Shin Dong Geum, Kim Tae Hoon, Uhm Jae Sun, Kim Joung Youn, Joung Boyoung, Lee Moon Hyoung, Pak Hui Nam
Department of Cardiology, Yonsei University Health System, Seoul, Korea.
Yonsei Med J. 2016 Mar;57(2):342-9. doi: 10.3349/ymj.2016.57.2.342.
Compared with warfarin, novel oral anticoagulants (NOACs) are convenient to use, although they require a blanking period immediately before radiofrequency catheter ablation for atrial fibrillation (AF). We compared NOACs and uninterrupted warfarin in the peri-procedural period of AF ablation.
We compared 141 patients treated with peri-procedural NOACs (72% men; 58 ± 11 years old; 71% with paroxysmal AF) and 281 age-, sex-, AF type-, and history of stroke-matched patients treated with uninterrupted warfarin. NOACs were stopped 24 hours before the procedure and restarted on the same procedure day after hemostasis was achieved.

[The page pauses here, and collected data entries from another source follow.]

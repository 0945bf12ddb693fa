//! One-shot work scheduled for later: occupation retries and RECOVER renames.
//!
//! Tasks carry only identifiers. Whoever runs a task looks everything up
//! again, since the network may have changed in the meantime.

use crate::proto::irc_eq;
use crate::state::Uid;
use parking_lot::Mutex;
use std::time::Instant;

/// A deferred unit of work.
#[derive(Debug, Clone, PartialEq, Eq)]
pub enum DeferredTask {
    /// Try to put a placeholder on `nick` for abuse from `host`.
    Occupy {
        nick: String,
        /// Abuse key the occupation is for.
        host: String,
        /// Zero for the first try; selects the backoff before the next.
        attempt: u32,
    },
    /// Move `uid` onto `nick` once the previous holder is gone.
    Rename { uid: Uid, nick: String },
}

impl DeferredTask {
    fn nick(&self) -> &str {
        match self {
            Self::Occupy { nick, .. } | Self::Rename { nick, .. } => nick,
        }
    }
}

/// A task and when it becomes due.
#[derive(Debug, Clone)]
pub struct Deferred {
    pub task: DeferredTask,
    pub due_at: Instant,
}

/// Pending deferred tasks, in no particular order.
#[derive(Debug, Default)]
pub struct DeferredQueue {
    pending: Mutex<Vec<Deferred>>,
}

impl DeferredQueue {
    /// Create an empty queue.
    pub fn new() -> Self {
        Self::default()
    }

    /// Queue `task` to run once `due_at` has passed.
    pub fn schedule(&self, task: DeferredTask, due_at: Instant) {
        self.pending.lock().push(Deferred { task, due_at });
    }

    /// Remove and return every task due at `now`, earliest first.
    pub fn take_due(&self, now: Instant) -> Vec<DeferredTask> {
        let mut due = {
            let mut pending = self.pending.lock();
            let (due, rest): (Vec<_>, Vec<_>) =
                pending.drain(..).partition(|d| d.due_at <= now);
            *pending = rest;
            due
        };
        due.sort_by_key(|d| d.due_at);
        due.into_iter().map(|d| d.task).collect()
    }

    /// Drop pending occupation attempts for `nick`. Returns how many were dropped.
    pub fn cancel_occupy(&self, nick: &str) -> usize {
        let mut pending = self.pending.lock();
        let before = pending.len();
        pending.retain(|d| {
            !(matches!(d.task, DeferredTask::Occupy { .. }) && irc_eq(d.task.nick(), nick))
        });
        before - pending.len()
    }

    /// Copy of every pending task, for inspection.
    pub fn snapshot(&self) -> Vec<Deferred> {
        self.pending.lock().clone()
    }

    /// Number of pending tasks.
    pub fn len(&self) -> usize {
        self.pending.lock().len()
    }

    /// Whether nothing is pending.
    pub fn is_empty(&self) -> bool {
        self.pending.lock().is_empty()
    }

    /// Drop every pending task (link loss).
    pub fn clear(&self) {
        self.pending.lock().clear();
    }
}
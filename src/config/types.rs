//! Core configuration types and loading.

use serde::Deserialize;
use std::path::Path;
use thiserror::Error;

use super::protection::ProtectionConfig;

/// Configuration errors.
#[derive(Debug, Error)]
pub enum ConfigError {
    #[error("failed to read config file: {0}")]
    Io(#[from] std::io::Error),
    #[error("failed to parse config: {0}")]
    Parse(#[from] toml::de::Error),
}

/// Services node configuration.
#[derive(Debug, Clone, Deserialize)]
pub struct Config {
    /// Our identity on the network.
    pub server: ServerConfig,
    /// Uplink connection.
    pub link: LinkConfig,
    /// SQLite storage.
    #[serde(default)]
    pub database: DatabaseConfig,
    /// Nickname protection tuning.
    #[serde(default)]
    pub protection: ProtectionConfig,
    /// Log output.
    #[serde(default)]
    pub logging: LoggingConfig,
}

impl Config {
    /// Load configuration from a TOML file.
    pub fn load<P: AsRef<Path>>(path: P) -> Result<Self, ConfigError> {
        let content = std::fs::read_to_string(path)?;
        let config: Config = toml::from_str(&content)?;
        Ok(config)
    }
}

/// Server identity configuration.
#[derive(Debug, Clone, Deserialize)]
pub struct ServerConfig {
    /// Server name we introduce ourselves as (e.g., "services.straylight.net").
    pub name: String,
    /// Server ID for TS6 (3 characters).
    pub sid: String,
    /// Server description.
    #[serde(default = "default_description")]
    pub description: String,
}

fn default_description() -> String {
    "Nickname Protection Services".to_string()
}

/// Uplink configuration.
#[derive(Debug, Clone, Deserialize)]
pub struct LinkConfig {
    /// Uplink address (`host:port`).
    pub address: String,
    /// Link password sent in PASS.
    pub password: String,
    /// Seconds to wait before reconnecting after the link drops (default: 10).
    #[serde(default = "default_reconnect_delay")]
    pub reconnect_delay: u64,
}

fn default_reconnect_delay() -> u64 {
    10
}

/// Database configuration.
#[derive(Debug, Clone, Deserialize)]
pub struct DatabaseConfig {
    /// Path to SQLite database file.
    #[serde(default = "default_database_path")]
    pub path: String,
}

impl Default for DatabaseConfig {
    fn default() -> Self {
        Self {
            path: default_database_path(),
        }
    }
}

fn default_database_path() -> String {
    "nickguard.db".to_string()
}

/// Log output format.
#[derive(Debug, Clone, Copy, Default, PartialEq, Eq, Deserialize)]
#[serde(rename_all = "lowercase")]
pub enum LogFormat {
    #[default]
    Text,
    Json,
}

/// Logging configuration. Filtering itself is controlled by `RUST_LOG`.
#[derive(Debug, Clone, Default, Deserialize)]
pub struct LoggingConfig {
    #[serde(default)]
    pub format: LogFormat,
}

We found no difference in the CHA₂DS₂-VASc (p=0.376) and HAS-BLED scores (p=0.175) between the groups. The preprocedural anticoagulation duration was significantly shorter in the NOAC group (76.3 ± 110.7 days) than in the warfarin group (274.7 ± 582.7 days, p<0.001). The intra-procedural total heparin requirement was higher (p<0.001), although mean activated clotting time was shorter (350.0 ± 25.0 s vs. 367.4 ± 42.9 s, p<0.001), in the NOAC group than in the warfarin group. There was no significant difference in thromboembolic events (1.4% vs. 0%, p=0.111) or major bleeding (1.4% vs. 3.9%, p=0.235) between the NOAC and warfarin groups. Minor stroke occurred in two cases within 10 hours of the procedure (underlying CHA₂DS₂-VASc scores 0 and 1) in the NOAC group.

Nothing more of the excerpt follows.